“We have delivered another good half year of results and are on track with our journey back to growth”. That was the opening line from RM’s CEO David Brooks in the company’s most recent interim statement. It was a stark contrast to 2011 when the company’s share price fell by more than 66% and the company was forced to cut its dividend by 54%. The last few years have been tough for RM who provide schools with education and data resources, but the latest figures suggest that RM could be on the road to recovery. The stock’s improving StockRank has encouraged us take a closer look...

Back from the brink?

Most of RM’s business is funded from UK government sources. The tightening of public sector budgets helped drive earnings into negative territory from 18.2p per share (2010) to -2.69p per share (2011). Revenues dropped from £380m to £351m in the same timeframe and have gone on to decline each year since then. However, RM’s recent interim results revealed that the company expects revenue growth in 2016. The interim dividend has also increased by 25% to 1.20p.
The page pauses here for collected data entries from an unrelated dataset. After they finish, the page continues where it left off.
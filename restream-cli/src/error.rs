//! Error types for the restream CLI.

use std::fmt;
use std::io;

use restream::StreamError;

/// Errors surfaced to the user by the CLI.
#[derive(Debug)]
pub enum CliError {
    /// Invalid command-line input.
    Usage(String),
    /// The download stream failed.
    Stream(StreamError),
    /// Reading the stream or writing the output failed.
    Io(io::Error),
}

impl fmt::Display for CliError {
    fn fmt(&self, f: &mut fmt::Formatter<'_>) -> fmt::Result {
        match self {
            Self::Usage(msg) => write!(f, "{}", msg),
            Self::Stream(err) => write!(f, "download failed: {}", err),
            Self::Io(err) => write!(f, "download failed: {}", err),
        }
    }
}

impl std::error::Error for CliError {
    fn source(&self) -> Option<&(dyn std::error::Error + 'static)> {
        match self {
            Self::Usage(_) => None,
            Self::Stream(err) => Some(err),
            Self::Io(err) => Some(err),
        }
    }
}

impl From<StreamError> for CliError {
    fn from(err: StreamError) -> Self {
        Self::Stream(err)
    }
}

impl From<io::Error> for CliError {
    fn from(err: io::Error) -> Self {
        Self::Io(err)
    }
}
//! Restream - resilient sequential byte streams over HTTP(S)
//!
//! This library wraps an HTTP(S) resource in a reader that transparently
//! reconnects when the transfer dies mid-entity and resumes at the exact
//! byte offset: through a `Range` request when the server honors one, by
//! discarding already-delivered bytes when it does not. Callers see an
//! ordinary blocking `std::io::Read` with exact byte accounting.
//!
//! # Example
//!
//! ```ignore
//! use std::io::Read;
//! use restream::ResumableHttpStream;
//!
//! let mut stream = ResumableHttpStream::open("https://example.com/archive.zip")?;
//! println!("entity length: {:?}", stream.total_len());
//!
//! let mut data = Vec::new();
//! stream.read_to_end(&mut data)?;
//! ```

pub mod stream;

pub use stream::{
    ByteSource, HttpByteSource, HttpConnection, HttpConnector, LimitedRetryPolicy,
    ReqwestConnector, ResumableHttpStream, RetryPolicy, SkipOutcome, StreamError, StreamResult,
    DEFAULT_MAX_RETRIES,
};

// Re-exported so downstream crates can build proxies and URLs without
// depending on reqwest directly.
pub use reqwest::{Proxy, Url};
//! Error types for the resumable stream.

use std::io;

use thiserror::Error;

/// Result type for stream operations.
pub type StreamResult<T> = Result<T, StreamError>;

/// Errors surfaced by a resumable download stream.
///
/// Reconnect-internal failures (a refused connection during a retry, a
/// resend that ends before the resume offset) are absorbed by the retry
/// loop and never appear here. Only terminal conditions do: a bad locator
/// or failed connection at construction, or retry-policy exhaustion.
#[derive(Debug, Error)]
pub enum StreamError {
    /// The resource locator is not an HTTP(S) URL.
    #[error("{url} is not an HTTP(S) URL")]
    InvalidResource { url: String },

    /// A connection attempt failed outright.
    #[error("failed to connect to {url}: {reason}")]
    Connection { url: String, reason: String },

    /// The retry policy reported exhaustion.
    #[error("too many reconnect attempts ({attempts}), aborting")]
    TooManyRetries { attempts: u32 },
}

impl From<StreamError> for io::Error {
    fn from(err: StreamError) -> Self {
        let kind = match &err {
            StreamError::InvalidResource { .. } => io::ErrorKind::InvalidInput,
            StreamError::Connection { .. } => io::ErrorKind::ConnectionAborted,
            StreamError::TooManyRetries { .. } => io::ErrorKind::TimedOut,
        };
        io::Error::new(kind, err)
    }
}
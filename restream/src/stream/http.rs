//! HTTP connection establishment for the resumable stream.
//!
//! `HttpConnector` is the injection seam through which the stream acquires
//! every byte source, initial and reconnect alike. The production
//! implementation wraps a blocking reqwest client; tests substitute
//! scripted connectors.

use std::time::Duration;

use reqwest::blocking::Client;
use reqwest::header::{HeaderMap, CONTENT_LENGTH, CONTENT_RANGE, RANGE};
use reqwest::{Proxy, Url};

use super::error::{StreamError, StreamResult};
use super::source::{ByteSource, HttpByteSource};

/// Default timeout for establishing a TCP connection.
const DEFAULT_CONNECT_TIMEOUT_SECS: u64 = 30;

/// An established connection to the resource.
pub struct HttpConnection {
    /// Response body, readable exactly once.
    pub source: Box<dyn ByteSource>,
    /// Declared content length of this response, if the server sent one.
    /// For a partial response this is the length of the remaining range,
    /// not the entity total.
    pub declared_len: Option<u64>,
    /// Start offset of the honored byte range, parsed from `Content-Range`.
    /// `None` when the server sent the full entity or anything unparseable.
    pub range_start: Option<u64>,
    /// Response headers, kept for caller inspection.
    pub headers: HeaderMap,
}

/// Capability that opens (and re-opens) connections to a resource.
pub trait HttpConnector: Send {
    /// Open a connection, optionally hinting the server to start sending
    /// at byte `range_start`.
    ///
    /// The hint is advisory. Callers must inspect
    /// `HttpConnection::range_start` to learn whether it was honored.
    fn connect(&mut self, url: &Url, range_start: Option<u64>) -> StreamResult<HttpConnection>;
}

/// Production connector backed by a blocking reqwest client.
///
/// Applies a connect timeout but no whole-request timeout: response bodies
/// are streamed for as long as the caller keeps reading.
#[derive(Debug)]
pub struct ReqwestConnector {
    client: Client,
}

impl ReqwestConnector {
    /// Create a connector with default settings.
    pub fn new() -> Self {
        Self::build(None)
    }

    /// Create a connector that routes requests through the given proxy.
    pub fn with_proxy(proxy: Proxy) -> Self {
        Self::build(Some(proxy))
    }

    fn build(proxy: Option<Proxy>) -> Self {
        let mut builder = Client::builder()
            .connect_timeout(Duration::from_secs(DEFAULT_CONNECT_TIMEOUT_SECS))
            .timeout(None::<Duration>);
        if let Some(proxy) = proxy {
            builder = builder.proxy(proxy);
        }
        let client = builder.build().expect("Failed to create HTTP client");
        Self { client }
    }
}

impl Default for ReqwestConnector {
    fn default() -> Self {
        Self::new()
    }
}

impl HttpConnector for ReqwestConnector {
    fn connect(&mut self, url: &Url, range_start: Option<u64>) -> StreamResult<HttpConnection> {
        let mut request = self.client.get(url.clone());
        if let Some(start) = range_start {
            request = request.header(RANGE, format!("bytes={}-", start));
        }

        let response = request.send().map_err(|e| StreamError::Connection {
            url: url.to_string(),
            reason: e.to_string(),
        })?;

        let status = response.status();
        if !status.is_success() {
            return Err(StreamError::Connection {
                url: url.to_string(),
                reason: format!("request failed with status {}", status),
            });
        }

        let headers = response.headers().clone();
        let declared_len = headers
            .get(CONTENT_LENGTH)
            .and_then(|v| v.to_str().ok())
            .and_then(|s| s.parse::<u64>().ok());
        let honored_start = parse_content_range(&headers);

        Ok(HttpConnection {
            source: Box::new(HttpByteSource::new(response)),
            declared_len,
            range_start: honored_start,
            headers,
        })
    }
}

/// Parse the start offset out of a `Content-Range` header.
///
/// Accepts the `bytes <start>-<end>/<total>` form. Anything else (absent
/// header, `bytes */<total>`, malformed values) yields `None`, which
/// callers treat as "range not honored".
pub fn parse_content_range(headers: &HeaderMap) -> Option<u64> {
    let value = headers.get(CONTENT_RANGE)?.to_str().ok()?;
    let rest = value.strip_prefix("bytes ")?;
    let (start, _) = rest.split_once('-')?;
    start.trim().parse().ok()
}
Since RM released its interim results on 6 July, the company’s StockRank has risen from 84 to 98 - as you can see from the StockRank Movers page below. To assess whether a company is a recovery play, Peter Lynch, the author of What works on Wall Street, asks three important questions:

  • How is the company supposed to be turning around?
  • Are costs being cut?
  • Is the business coming back?

Let’s take a look at these questions in more detail.


“How is the company supposed to be turning around?”

After earnings crashed in 2010, RM undertook a strategic review which concluded that the company would concentrate on its core UK education market, restructure into four operating divisions, dispose of a number of business operations, and integrate the remaining activities more fully. With a view to dispose of operations that were either ‘loss-making or of marginal profitability’, RM disposed of its US hardware business and Australian operations. Furthermore, RM Education ceased selling personal computing devices in December 2013 and stopped manufacturing hardware devices in June 2014.